Założyciel firmy Nike, Inc., jest jednym z najbardziej wpływowych magnatów światowego biznesu. W latach 1964-2004 był dyrektorem zarządzającym, a obecnie pełni w firmie funkcję prezesa rady nadzorczej. Mieszka w Oregonie z żoną Penny.
Sztuka zwycięstwa napisana przez jednego z założycieli Nike była ciekawą książką tym bardziej że napisała ją osoba która faktycznie tego doświadczyła.
Bardzo podobało mi się podzielenie książki na dany rok firmy dzieki czemu łatwiej było się poruszać po niej. Bardzo dobrze napisana ksiażka z dużą ilością detali i dzieki niej można wiele wyciągnąc na temat biznesu.
Bardzo mi sie podobała. Polecam !!
American dream? Prawie... Dla mnie smutne było jak się chełpił z wykradzenia tajnym dokumentów z teczki Kitamiego (pracownikowi wysokiego szczebla firmy znanej obecnie jako ASICS).
Kitami poszedł do toalety, a ten mu przegrzebał walizkę/neseser? i wyjął tajne informacje, czując dumę i tłumacząc sobie, że biznes przecież jest jak wojna i on dzięki temu przewagę nad nim.
Autor opisuje też listy do pracowników np. chwalące się, że zatrudnił szpiega u konkurencji itd.
Nie jest to zatem historia per aspera ad astra, choć tak jest przedstawiana w celach marketingowych.
Strasznie się czytało też jak pracownika, który odpowiadał za spory obrót nazywał "pajacem" a jak zamieniał stanowiska ludziom, w firmowych dokumentach pisał "operacja wymiany pajaców".

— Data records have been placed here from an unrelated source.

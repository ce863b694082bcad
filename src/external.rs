// This Source Code Form is subject to the terms of the Mozilla Public
// License, v. 2.0. If a copy of the MPL was not distributed with this
// file, You can obtain one at http://mozilla.org/MPL/2.0/.
//
// Copyright (c) DUSK NETWORK. All rights reserved.

//! External collaborators. Every trait here is an interface only: this
//! crate ships no implementation, mirroring how `dusk-consensus` treats
//! `Operations`/`Database` as generic parameters supplied by the embedding
//! node.

use crate::types::{Block, Crs, Hash, NodeId, Position, Timestamp};
use async_trait::async_trait;
use std::collections::BTreeSet;

#[derive(Debug, Clone, Copy, PartialEq, Eq, thiserror::Error)]
pub enum LatticeError {
    /// Sanity-checking this block is premature; retry once more of the DAG
    /// has arrived. Maps to "not valid yet".
    #[error("sanity check must be retried later")]
    RetrySanityCheckLater,
    #[error("lattice call failed")]
    Other,
}

/// The local per-chain DAG of confirmed blocks.
#[async_trait]
pub trait Lattice: Send + Sync {
    async fn sanity_check(
        &self,
        block: &Block,
        strict: bool,
    ) -> Result<(), LatticeError>;

    /// Earliest acceptable next block for this chain: `(height, time)`.
    async fn next_block(
        &self,
        round: u64,
        chain_id: u32,
    ) -> Result<(u64, Timestamp), LatticeError>;

    /// Highest round for which this chain has a block in the local DAG.
    async fn tip_round(&self, chain_id: u32) -> u64;
}

#[derive(Debug, Clone, Copy, PartialEq, Eq)]
pub enum VerifyResult {
    Valid,
    Invalid,
    RetryLater,
}

#[async_trait]
pub trait Application: Send + Sync {
    async fn verify_block(&self, block: &Block) -> VerifyResult;
}

/// Governance data for a round. A missing round accessed through the
/// `*_with_panic` helpers below reflects corrupt state and is fatal — it
/// must exist for any round the manager is asked to reach.
#[async_trait]
pub trait Governance: Send + Sync {
    async fn config(&self, round: u64) -> Option<crate::types::RoundConfig>;
    async fn crs(&self, round: u64) -> Option<Crs>;
}

pub async fn config_with_panic(
    gov: &(dyn Governance),
    round: u64,
) -> crate::types::RoundConfig {
    match gov.config(round).await {
        Some(cfg) => cfg,
        None => crate::error::fatal::governance_missing(round),
    }
}

pub async fn crs_with_panic(gov: &(dyn Governance), round: u64) -> Crs {
    match gov.crs(round).await {
        Some(crs) => crs,
        None => crate::error::fatal::governance_missing(round),
    }
}

#[derive(Debug, Clone, thiserror::Error)]
#[error("node-set cache error: {0}")]
pub struct NodeSetError(pub String);

/// Cryptographic notary-set membership cache, keyed by round and CRS.
#[async_trait]
pub trait NodeSetCache: Send + Sync {
    async fn node_set(&self, round: u64) -> Result<Vec<NodeId>, NodeSetError>;

    /// Selects `size` nodes from the node set for `(round, chain_id)` using
    /// `crs` as the sortition target.
    async fn notary_set(
        &self,
        round: u64,
        chain_id: u32,
        crs: Crs,
        size: usize,
    ) -> Result<BTreeSet<NodeId>, NodeSetError>;

    async fn leader_node(
        &self,
        position: Position,
    ) -> Result<NodeId, NodeSetError>;
}

/// Attaches this node's signature to outgoing votes. Opaque: cryptographic
/// primitives are out of scope for this crate.
pub trait Signer: Send + Sync {
    fn sign_vote(&self, vote: &mut crate::types::Vote);
}

#[async_trait]
pub trait Network: Send + Sync {
    async fn pull_votes(&self, position: Position);
    async fn pull_blocks(&self, hashes: &[Hash]);
}

/// A periodic pulse source with period `lambda_ba`, used to clock a chain's
/// BA state transitions. `tick` resolves once per pulse; it does not queue
/// pulses across restarts (see `DESIGN.md`, ticker Open Question).
#[async_trait]
pub trait Ticker: Send + Sync {
    async fn tick(&mut self);
    fn restart(&mut self);
    fn stop(&mut self);
}

/// Produces a chain's [`Ticker`], re-derived from governance whenever
/// `lambda_ba` changes for that chain's round.
pub trait TickerFactory: Send + Sync {
    fn new_ticker(
        &self,
        round: u64,
        lambda_ba: std::time::Duration,
    ) -> Box<dyn Ticker>;
}

/// Builds the inner BA state machine for a newly appearing chainID. The
/// state machine itself is a black box; this crate only needs to be able
/// to mint one and hand it its restart-notification and vote-signing
/// capabilities, since casting this node's own votes happens inside that
/// black box, not in this crate.
pub trait AgreementFactory: Send + Sync {
    fn new_agreement(
        &self,
        chain_id: u32,
        receiver: crate::instance::ReceiverHandle,
        signer: std::sync::Arc<dyn Signer>,
    ) -> Box<dyn crate::instance::Agreement>;
}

Smaczek też był jak pracownik dowiedział się o tym, że już tu nie pracuje. Po prostu nowy pracownik przyszedł do sklepu i powiedział tamtemu, że "teraz on tu rządzi".
Taki typowy "Janusz biznesu", ale udało mu się, więc cytując klasyka "Zrobił wielką firmę? Tak. Zarobił grubą kasę? Tak. To po co drążyć jak to zrobił? Bijmy brawo, że mu się udało, a podeptanych po drodze historia nie zapamięta".